An upright protection container (10) having an upper hatchway (38) which can be closed by means of a hatch cover (36, 36', 36'') rotatable about an upper horizontal axis (40), is equipped with a withdrawal device (20, 22, 24) provided with a weight (22) and assigned a cable (12) which, at the free end, has a plug (14) intended to be plugged into e.g. an engine heater's socket (46). The hatch cover (36, 36', 36'') has a ratchet segment (42) in the form of toothed segment in engagement with a ratchet wheel (28') with a circumferential toothing and incorporated into a combined cable guide pulley-ratchet wheel unit over a certain pivotal angle area (e.g. 30°) of the total rotation (e.g. 90°) of the hatch cover (36, 36', 36''), between completely open end position and completely closed, down hanging end position, so that the hatch cover (36, 36', 36'') is blocked in an open intermediate position (e.g. 35° between the plane of the hatch cover and a vertical plane extending through the rotational axis (40)), simultaneously as the guide pulley-ratchet wheel unit (28, 30, 28') is blocked. This secures that the hatch cover automatically is kept open while the live cable (12) with its plug (14) is in use, simultaneously as undesired feed-out of surplus cable length is prevented upon the blockage of the guide pulley-ratchet wheel unit (28, 30, 28').

Description

ARRANGEMENTS IN A PROTECTION CONTAINER FOR AN ELECTRICAL CABLE
The present invention relates to arrangements in a protection container in order to enable feed-out of an electrical cable stored within the protection container, said cable, at one end thereof, having a plug/socket and, at the other end thereof, is supplied with electrical power, and wherein feed-in/withdrawal of the electrical cable into the protection container again is allowed after use.
Such a cable having a contact means of the plug or socket type at the free end thereof and, preferably, coupled to a power supply at the other end, can be used in connection with an electrical apparatus, machine or other device/means carrying a complementary contact means, e.g. a socket or a plug, respectively, the two mutually complementary contact means being plugable, one within the other. Said electrical apparatus, etc. , may e.g. be constituted by engine heaters in motor vehicles, battery charging apparatus for electrical vehicles and the like. The cable may possibly be provided with signal conductors which, through remote control, may start/stop e.g. a motor heater or other apparatus.

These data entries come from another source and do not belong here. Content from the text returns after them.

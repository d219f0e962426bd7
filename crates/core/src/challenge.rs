//! Challenge requests and the values derived from them

use serde::{Deserialize, Serialize};
use serde_json::Value;

/// Record type published for DNS-01 validation
pub const TXT_RECORD_TYPE: &str = "TXT";

/// Action requested by the host
#[derive(Debug, Clone, Copy, PartialEq, Eq, Serialize, Deserialize)]
pub enum ChallengeAction {
    Present,
    CleanUp,
}

/// A single DNS-01 challenge as delivered by the host
#[derive(Debug, Clone, Default, Serialize, Deserialize)]
#[serde(rename_all = "camelCase")]
pub struct ChallengeRequest {
    #[serde(default)]
    pub uid: String,
    #[serde(default, skip_serializing_if = "Option::is_none")]
    pub action: Option<ChallengeAction>,
    #[serde(default, rename = "type")]
    pub challenge_type: String,
    #[serde(default)]
    pub dns_name: String,
    /// Key authorization digest to publish as the TXT value
    pub key: String,
    #[serde(default)]
    pub resource_namespace: String,
    #[serde(rename = "resolvedFQDN")]
    pub resolved_fqdn: String,
    pub resolved_zone: String,
    #[serde(default)]
    pub allow_ambient_credentials: bool,
    /// Opaque per-issuer configuration
    #[serde(default, skip_serializing_if = "Option::is_none")]
    pub config: Option<Value>,
}

/// Reference to one key of a namespaced secret
#[derive(Debug, Clone, Default, PartialEq, Eq, Serialize, Deserialize)]
pub struct SecretKeySelector {
    #[serde(default)]
    pub name: String,
    #[serde(default)]
    pub key: String,
}

/// Per-issuer solver configuration
#[derive(Debug, Clone, Default, PartialEq, Eq, Serialize, Deserialize)]
#[serde(rename_all = "camelCase")]
pub struct SolverConfig {
    #[serde(default, alias = "apiKey")]
    pub api_key_secret_ref: SecretKeySelector,
}

impl SolverConfig {
    /// Decode the config blob; a missing or null blob yields the zero value
    pub fn decode(config: Option<&Value>) -> Result<Self, serde_json::Error> {
        match config {
            None | Some(Value::Null) => Ok(Self::default()),
            Some(value) => Self::deserialize(value),
        }
    }
}

/// Zone, relative host and absolute name a challenge record lives at
#[derive(Debug, Clone, PartialEq, Eq)]
pub struct RecordTarget {
    /// Zone without the trailing dot
    pub zone: String,
    /// Record label relative to the zone
    pub host: String,
    /// Absolute record name without the trailing dot
    pub fqdn: String,
}

impl RecordTarget {
    pub fn from_request(request: &ChallengeRequest) -> Self {
        let zone = strip_root(&request.resolved_zone);
        let host = strip_zone_suffix(&request.resolved_fqdn, &request.resolved_zone)
            .unwrap_or_else(|| strip_root(&request.resolved_fqdn));

        Self {
            zone: zone.to_string(),
            host: host.to_string(),
            fqdn: strip_root(&request.resolved_fqdn).to_string(),
        }
    }

    /// Providers report either the relative label or the absolute name
    pub fn matches_host(&self, name: &str) -> bool {
        let name = strip_root(name);
        name.eq_ignore_ascii_case(&self.host) || name.eq_ignore_ascii_case(&self.fqdn)
    }
}

/// `fqdn` relative to `zone`, comparing names ASCII case-insensitively
fn strip_zone_suffix<'a>(fqdn: &'a str, zone: &str) -> Option<&'a str> {
    let (fqdn, zone) = (strip_root(fqdn), strip_root(zone));
    let split = fqdn.len().checked_sub(zone.len() + 1)?;
    let (host, rest) = fqdn.split_at_checked(split)?;
    let suffix = rest.strip_prefix('.')?;
    (!host.is_empty() && suffix.eq_ignore_ascii_case(zone)).then_some(host)
}

/// Trim one trailing root dot
pub fn strip_root(name: &str) -> &str {
    name.strip_suffix('.').unwrap_or(name)
}

#[cfg(test)]
mod tests {
    use super::*;
    use serde_json::json;

    fn request(fqdn: &str, zone: &str) -> ChallengeRequest {
        ChallengeRequest {
            key: "digest".to_string(),
            resolved_fqdn: fqdn.to_string(),
            resolved_zone: zone.to_string(),
            ..Default::default()
        }
    }

    #[test]
    fn test_host_label_derivation() {
        let target = RecordTarget::from_request(&request(
            "_acme-challenge.example.com.",
            "example.com.",
        ));
        assert_eq!(target.zone, "example.com");
        assert_eq!(target.host, "_acme-challenge");
        assert_eq!(target.fqdn, "_acme-challenge.example.com");
    }

    #[test]
    fn test_host_label_keeps_subdomains() {
        let target = RecordTarget::from_request(&request(
            "_acme-challenge.www.example.com.",
            "example.com.",
        ));
        assert_eq!(target.host, "_acme-challenge.www");
    }

    #[test]
    fn test_host_label_ignores_zone_case() {
        let target = RecordTarget::from_request(&request(
            "_acme-challenge.example.com.",
            "Example.com.",
        ));
        assert_eq!(target.host, "_acme-challenge");
        assert_eq!(target.zone, "Example.com");

        let target = RecordTarget::from_request(&request(
            "_ACME-Challenge.EXAMPLE.COM",
            "example.com.",
        ));
        assert_eq!(target.host, "_ACME-Challenge");
    }

    #[test]
    fn test_host_label_outside_zone_falls_back_to_fqdn() {
        let target = RecordTarget::from_request(&request(
            "_acme-challenge.example.org.",
            "example.com.",
        ));
        assert_eq!(target.host, "_acme-challenge.example.org");

        let target = RecordTarget::from_request(&request("example.com.", "example.com."));
        assert_eq!(target.host, "example.com");
    }

    #[test]
    fn test_matches_host_relative_and_absolute() {
        let target = RecordTarget::from_request(&request(
            "_acme-challenge.example.com.",
            "example.com.",
        ));
        assert!(target.matches_host("_acme-challenge"));
        assert!(target.matches_host("_acme-challenge.example.com"));
        assert!(target.matches_host("_ACME-challenge.Example.com."));
        assert!(!target.matches_host("_acme-challenge.www"));
        assert!(!target.matches_host("example.com"));
    }

    #[test]
    fn test_solver_config_missing_is_default() {
        assert_eq!(SolverConfig::decode(None).unwrap(), SolverConfig::default());
        assert_eq!(
            SolverConfig::decode(Some(&Value::Null)).unwrap(),
            SolverConfig::default()
        );
    }

    #[test]
    fn test_solver_config_decode() {
        let config = json!({"apiKeySecretRef": {"name": "namesilo", "key": "api-key"}});
        let decoded = SolverConfig::decode(Some(&config)).unwrap();
        assert_eq!(decoded.api_key_secret_ref.name, "namesilo");
        assert_eq!(decoded.api_key_secret_ref.key, "api-key");

        let legacy = json!({"apiKey": {"name": "namesilo", "key": "token"}});
        let decoded = SolverConfig::decode(Some(&legacy)).unwrap();
        assert_eq!(decoded.api_key_secret_ref.key, "token");
    }

    #[test]
    fn test_solver_config_malformed() {
        let config = json!({"apiKeySecretRef": "not-an-object"});
        assert!(SolverConfig::decode(Some(&config)).is_err());
    }

    #[test]
    fn test_challenge_request_wire_names() {
        let request: ChallengeRequest = serde_json::from_value(json!({
            "uid": "abc",
            "action": "CleanUp",
            "type": "dns-01",
            "dnsName": "example.com",
            "key": "digest",
            "resourceNamespace": "default",
            "resolvedFQDN": "_acme-challenge.example.com.",
            "resolvedZone": "example.com.",
            "allowAmbientCredentials": false,
            "config": {"apiKeySecretRef": {"name": "n", "key": "k"}}
        }))
        .unwrap();

        assert_eq!(request.action, Some(ChallengeAction::CleanUp));
        assert_eq!(request.challenge_type, "dns-01");
        assert_eq!(request.resolved_fqdn, "_acme-challenge.example.com.");
        assert!(request.config.is_some());
    }
}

Norwegian patent application No. 961492 discloses a feed-out device for a plug adapted to be plugged into a socket and positioned at the end of an electrical cable assigned a power supply. This automatically functioning feed-out device is not assigned a protection container as the one according to the present invention for the protective envelopment of cable with plug/socket, but serves exclusively to secure a controlled feed-out of the electrical cable's plug when it is pulled out from the socket in which it is plugged, the socket being incorporated into said electrical apparatus, etc., e.g. the engine heater; in case one has forgotten to haul the electrical cable's plug out from the socket of the engine heater.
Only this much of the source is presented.